I think it is time to start a program of transportation dead bodies from a route. Then, if families have desire, it is possible to transport victims home, or to organize a burial place in Tibet . It is abnormal to climb, maneuvering between corpses and to pretend, that it in the nature way of things.
And the second, probably, the most important task - how to provide more safety on Everest.
Unique rescue operations which our company (" 7 Summits-Club ") successfully could carry out this year, having lowered completely motionless Lincoln Hall from the height of 8800 meters, has proved, that such rescue operations are possible.
Other question, the cost of this operation:
- Descent from altitude 8800 m down to ABC (6400m) proceeded 3 days, during which Lincoln first was declared the victim, and then due to Dan Mazur and his team again revived.
- During these three days, 19 persons carried out rescue and transportation works (17 high-altitude Sherpas under management of Mingma Gelu, plus cook Dawa and doctor of expedition Andrey Selivanov).
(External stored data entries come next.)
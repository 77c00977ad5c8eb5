// SSH 连接配置

use serde::{Deserialize, Serialize};

/// SSH 连接配置
/// 凭据记录 (host/port/username/auth) 由调用方的设置存储提供，
/// 其余字段为引擎调优项，均有合理默认值
#[derive(Clone, Debug, Serialize, Deserialize)]
#[serde(default)]
pub struct SshConfig {
    /// 目标主机（数字 IPv4 地址，不做 DNS 解析）
    pub host: String,
    /// 端口
    pub port: u16,
    /// 用户名
    pub username: String,
    /// 认证方式
    pub auth: AuthMethod,
    /// 连接超时（秒）
    pub connect_timeout: u64,
    /// PTY 终端类型
    pub term: String,
    /// PTY 列数
    pub columns: u32,
    /// PTY 行数
    pub rows: u32,
    /// 主循环等待本地输入的超时（毫秒）
    pub poll_interval_ms: u64,
    /// 心跳配置
    pub keepalive: KeepaliveConfig,
}

impl Default for SshConfig {
    fn default() -> Self {
        Self {
            host: String::new(),
            port: 22,
            username: String::new(),
            auth: AuthMethod::Password(String::new()),
            connect_timeout: 30,
            term: "xterm-256color".to_string(),
            columns: 80,
            rows: 24,
            poll_interval_ms: 10,
            keepalive: KeepaliveConfig::default(),
        }
    }
}

impl SshConfig {
    /// 从凭据记录构建配置（密码认证，其余字段取默认值）
    pub fn from_credentials(
        host: impl Into<String>,
        port: u16,
        username: impl Into<String>,
        password: impl Into<String>,
    ) -> Self {
        Self {
            host: host.into(),
            port,
            username: username.into(),
            auth: AuthMethod::Password(password.into()),
            ..Default::default()
        }
    }

    /// 主循环输入等待超时
    pub fn poll_interval(&self) -> std::time::Duration {
        std::time::Duration::from_millis(self.poll_interval_ms)
    }

    /// 构建 russh 配置
    /// 注意: 不设置 inactivity_timeout —— Shell 激活后会话没有整体超时，
    /// 只有每轮循环的输入等待是有界的
    pub fn to_russh_config(&self) -> russh::client::Config {
        let mut config = russh::client::Config::default();
        if self.keepalive.enabled {
            config.keepalive_interval =
                Some(std::time::Duration::from_secs(self.keepalive.interval));
            config.keepalive_max = self.keepalive.max_retries as usize;
        }
        config
    }
}

/// 认证方式
/// 目前只实现密码认证；公钥/交互式认证作为新变体扩展，
/// 不需要改动引擎的控制流
#[derive(Clone, Debug, Serialize, Deserialize)]
#[serde(rename_all = "snake_case")]
pub enum AuthMethod {
    /// 密码认证
    Password(String),
}

/// 心跳配置
/// 仅用于传输层保活，不是重连策略
#[derive(Clone, Debug, Serialize, Deserialize)]
#[serde(default)]
pub struct KeepaliveConfig {
    /// 是否启用心跳
    pub enabled: bool,
    /// 心跳间隔（秒）
    pub interval: u64,
    /// 最大重试次数
    pub max_retries: u32,
}

impl Default for KeepaliveConfig {
    fn default() -> Self {
        Self {
            enabled: true,
            interval: 60,
            max_retries: 3,
        }
    }
}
- Some of Sherpas had insignificant traumas
- Dan Mazur and his team had refused continuation of climb
- For rescue operations it was spent 49 cylinders of oxygen.
- On mountain the camp 8300 ì was left with plenty of equipment.
- The quantity of spent nerves of organizers of rescue operations cannot be estimated
It is the price of one rescued life!
I am happy, that we managed to do it!
It is not to forget, that such big rescue operations became possible only because a head of expedition had enormous resources of Sherpas and equipment. This accident had taken place at the end of season when all climbers who wanted and could, have already made an ascent. So plans of other members of expedition had not suffered in any way.
In a similar situation, a small commercial or sports expedition, what they could make? Probably nothing!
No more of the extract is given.